La Commission apprécie les efforts du gouvernement pour sauvegarder les droits en matière de procréation protégés au niveau fédéral et pour atténuer l'impact des réglementations prohibitives en matière d'avortement au niveau des États. Dans le même temps, et conformément aux recommandations de divers organes conventionnels des Nations Unies, elle demande instamment la mise en œuvre des lignes directrices de l'OMS de 2022 sur les soins liés à l'avortement. Il s'agit notamment de supprimer les sanctions pour ceux qui fournissent, assistent ou procurent ce service de santé, et de renforcer les protections du secret médical et de la confidentialité des patientes.
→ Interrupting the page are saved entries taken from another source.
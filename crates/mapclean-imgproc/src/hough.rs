use mapclean_image::{Image, ImageError};
use rand::{rngs::StdRng, seq::SliceRandom, SeedableRng};

// fixed seed so that the visiting order, and the detected lines, are reproducible
const HOUGH_SEED: u64 = 0x6d61_7063_6c65_616e;

// fixed point precision of the line walk
const SHIFT: i64 = 16;

// finest angle resolution accepted, 0.01 degrees
const MAX_ANGLE_BINS: usize = 18_000;

/// Parameters of the probabilistic Hough transform.
#[derive(Debug, Clone, Copy, PartialEq)]
#[cfg_attr(feature = "serde", derive(serde::Serialize, serde::Deserialize))]
#[cfg_attr(feature = "serde", serde(default))]
pub struct HoughParams {
    /// Distance resolution of the accumulator, in pixels.
    pub rho: f32,
    /// Angle resolution of the accumulator, in degrees.
    pub theta_deg: f32,
    /// Minimum number of votes for a line to be considered.
    pub threshold: u32,
    /// Minimum extent, along x or y, of an accepted segment.
    pub min_line_length: u32,
    /// Maximum number of consecutive missing pixels inside a segment.
    pub max_line_gap: u32,
}

impl Default for HoughParams {
    fn default() -> Self {
        Self {
            rho: 1.0,
            theta_deg: 1.0,
            threshold: 50,
            min_line_length: 30,
            max_line_gap: 20,
        }
    }
}

/// A line segment in pixel coordinates.
#[derive(Debug, Clone, Copy, PartialEq, Eq)]
#[cfg_attr(feature = "serde", derive(serde::Serialize, serde::Deserialize))]
pub struct LineSegment {
    /// x of the first endpoint.
    pub x1: i32,
    /// y of the first endpoint.
    pub y1: i32,
    /// x of the second endpoint.
    pub x2: i32,
    /// y of the second endpoint.
    pub y2: i32,
}

impl LineSegment {
    /// Euclidean length of the segment.
    pub fn length(&self) -> f32 {
        let dx = (self.x2 - self.x1) as f32;
        let dy = (self.y2 - self.y1) as f32;
        dx.hypot(dy)
    }
}

struct Accumulator {
    votes: Vec<i32>,
    trig: Vec<(f64, f64)>,
    num_rho: usize,
}

impl Accumulator {
    fn new(num_angle: usize, num_rho: usize, rho: f64, theta: f64) -> Self {
        let trig = (0..num_angle)
            .map(|n| {
                let angle = n as f64 * theta;
                (angle.cos() / rho, angle.sin() / rho)
            })
            .collect();
        Self {
            votes: vec![0; num_angle * num_rho],
            trig,
            num_rho,
        }
    }

    #[inline]
    fn bin(&self, n: usize, x: usize, y: usize) -> usize {
        let (cos, sin) = self.trig[n];
        let r = (x as f64 * cos + y as f64 * sin).round() as i64 + (self.num_rho as i64 - 1) / 2;
        n * self.num_rho + r.clamp(0, self.num_rho as i64 - 1) as usize
    }

    /// Add the votes of a point and return the strongest angle with its count.
    fn vote(&mut self, x: usize, y: usize) -> (usize, i32) {
        let mut best = (0, 0);
        for n in 0..self.trig.len() {
            let idx = self.bin(n, x, y);
            self.votes[idx] += 1;
            if self.votes[idx] > best.1 {
                best = (n, self.votes[idx]);
            }
        }
        best
    }

    fn unvote(&mut self, x: usize, y: usize) {
        for n in 0..self.trig.len() {
            let idx = self.bin(n, x, y);
            self.votes[idx] -= 1;
        }
    }
}

/// Find line segments with the progressive probabilistic Hough transform.
///
/// Edge pixels are visited in a pseudo random order. Each pixel votes in the
/// (rho, theta) accumulator; once a bin reaches `threshold` the image is walked
/// along that direction from the pixel, tolerating up to `max_line_gap`
/// missing pixels. The walked pixels are removed from further voting and the
/// segment is kept when it spans at least `min_line_length` along x or y.
///
/// The visiting order comes from a fixed seed, so the same edge map always
/// yields the same segments.
///
/// # Arguments
///
/// * `src` - The edge map, any non-zero pixel is an edge.
/// * `params` - Accumulator resolution and segment constraints.
///
/// # Errors
///
/// Returns [`ImageError::InvalidParameter`] for a non-positive `rho` or
/// `theta_deg`, for a `rho` coarser than the image diagonal range, or for a
/// `theta_deg` finer than 0.01 degrees.
pub fn hough_lines_p(
    src: &Image<u8, 1>,
    params: &HoughParams,
) -> Result<Vec<LineSegment>, ImageError> {
    if !params.rho.is_finite() || params.rho <= 0.0 {
        return Err(ImageError::InvalidParameter("rho", params.rho));
    }
    if !params.theta_deg.is_finite() || params.theta_deg <= 0.0 {
        return Err(ImageError::InvalidParameter("theta_deg", params.theta_deg));
    }

    let rows = src.rows();
    let cols = src.cols();
    let rho = params.rho as f64;
    let theta = (params.theta_deg as f64).to_radians();

    let num_angle = ((std::f64::consts::PI / theta).round() as usize).max(1);
    if num_angle > MAX_ANGLE_BINS {
        return Err(ImageError::InvalidParameter("theta_deg", params.theta_deg));
    }
    let num_rho = (((cols + rows) * 2 + 1) as f64 / rho).round() as usize;
    if num_rho == 0 {
        return Err(ImageError::InvalidParameter("rho", params.rho));
    }
    let mut accumulator = Accumulator::new(num_angle, num_rho, rho, theta);

    let mut mask: Vec<bool> = src.as_slice().iter().map(|&v| v != 0).collect();
    let mut points: Vec<(usize, usize)> = mask
        .iter()
        .enumerate()
        .filter_map(|(idx, &m)| m.then_some((idx % cols, idx / cols)))
        .collect();

    let mut rng = StdRng::seed_from_u64(HOUGH_SEED);
    points.shuffle(&mut rng);

    let threshold = params.threshold as i32;
    let max_gap = params.max_line_gap as i64;
    let min_length = params.min_line_length as i64;
    let in_bounds = |x: i64, y: i64| x >= 0 && y >= 0 && (x as usize) < cols && (y as usize) < rows;

    let mut lines = Vec::new();

    for (px, py) in points {
        // already consumed by a previous segment
        if !mask[py * cols + px] {
            continue;
        }

        let (best_n, best_votes) = accumulator.vote(px, py);
        if best_votes < threshold {
            continue;
        }

        // walk along the line direction in fixed point on the minor axis
        let (cos, sin) = accumulator.trig[best_n];
        let a = -sin;
        let b = cos;
        let (x_major, x0, y0, dx0, dy0) = if a.abs() > b.abs() {
            let dy0 = (b * (1i64 << SHIFT) as f64 / a.abs()).round() as i64;
            let y0 = ((py as i64) << SHIFT) + (1 << (SHIFT - 1));
            (true, px as i64, y0, if a > 0.0 { 1 } else { -1 }, dy0)
        } else {
            let dx0 = (a * (1i64 << SHIFT) as f64 / b.abs()).round() as i64;
            let x0 = ((px as i64) << SHIFT) + (1 << (SHIFT - 1));
            (false, x0, py as i64, dx0, if b > 0.0 { 1 } else { -1 })
        };
        let to_pixel = |x: i64, y: i64| {
            if x_major {
                (x, y >> SHIFT)
            } else {
                (x >> SHIFT, y)
            }
        };

        let mut line_end = [(px as i64, py as i64); 2];
        for (k, end) in line_end.iter_mut().enumerate() {
            let (dx, dy) = if k == 0 { (dx0, dy0) } else { (-dx0, -dy0) };
            let (mut x, mut y) = (x0, y0);
            let mut gap = 0;
            loop {
                let (j, i) = to_pixel(x, y);
                if !in_bounds(j, i) {
                    break;
                }
                if mask[i as usize * cols + j as usize] {
                    gap = 0;
                    *end = (j, i);
                } else {
                    gap += 1;
                    if gap > max_gap {
                        break;
                    }
                }
                x += dx;
                y += dy;
            }
        }

        let good_line = (line_end[1].0 - line_end[0].0).abs() >= min_length
            || (line_end[1].1 - line_end[0].1).abs() >= min_length;

        // clear the walked pixels, taking back their votes for accepted lines
        for (k, end) in line_end.iter().enumerate() {
            let (dx, dy) = if k == 0 { (dx0, dy0) } else { (-dx0, -dy0) };
            let (mut x, mut y) = (x0, y0);
            loop {
                let (j, i) = to_pixel(x, y);
                if !in_bounds(j, i) {
                    break;
                }
                let idx = i as usize * cols + j as usize;
                if mask[idx] {
                    if good_line {
                        accumulator.unvote(j as usize, i as usize);
                    }
                    mask[idx] = false;
                }
                if (j, i) == *end {
                    break;
                }
                x += dx;
                y += dy;
            }
        }

        if good_line {
            lines.push(LineSegment {
                x1: line_end[0].0 as i32,
                y1: line_end[0].1 as i32,
                x2: line_end[1].0 as i32,
                y2: line_end[1].1 as i32,
            });
        }
    }

    log::debug!("hough transform found {} segments", lines.len());

    Ok(lines)
}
Les États-Unis doivent redoubler d'efforts pour garantir l'accès des femmes à tous les services de santé procréative, y compris des informations fiables et fondées sur des données scientifiques sur les méthodes contraceptives, la contraception d'urgence et les pilules abortives, ainsi que l'accès à ces méthodes et leur utilisation en toute sécurité, dans l'ensemble du pays.
La CIDH est un organe principal et autonome de l'Organisation des États Américains (OEA) dont le mandat émane de la Charte de l'OEA et de la Convention américaine relative aux droits de l'homme. La Commission interaméricaine a pour mandat de promouvoir le respect et la défense des droits de l'homme et de servir, dans ce domaine, d'organe consultatif de l'OEA. La CIDH est composée de sept membres indépendants, élus à titre personnel par l'Assemblée générale de l'OEA et qui ne représentent pas leurs pays d'origine ou de résidence.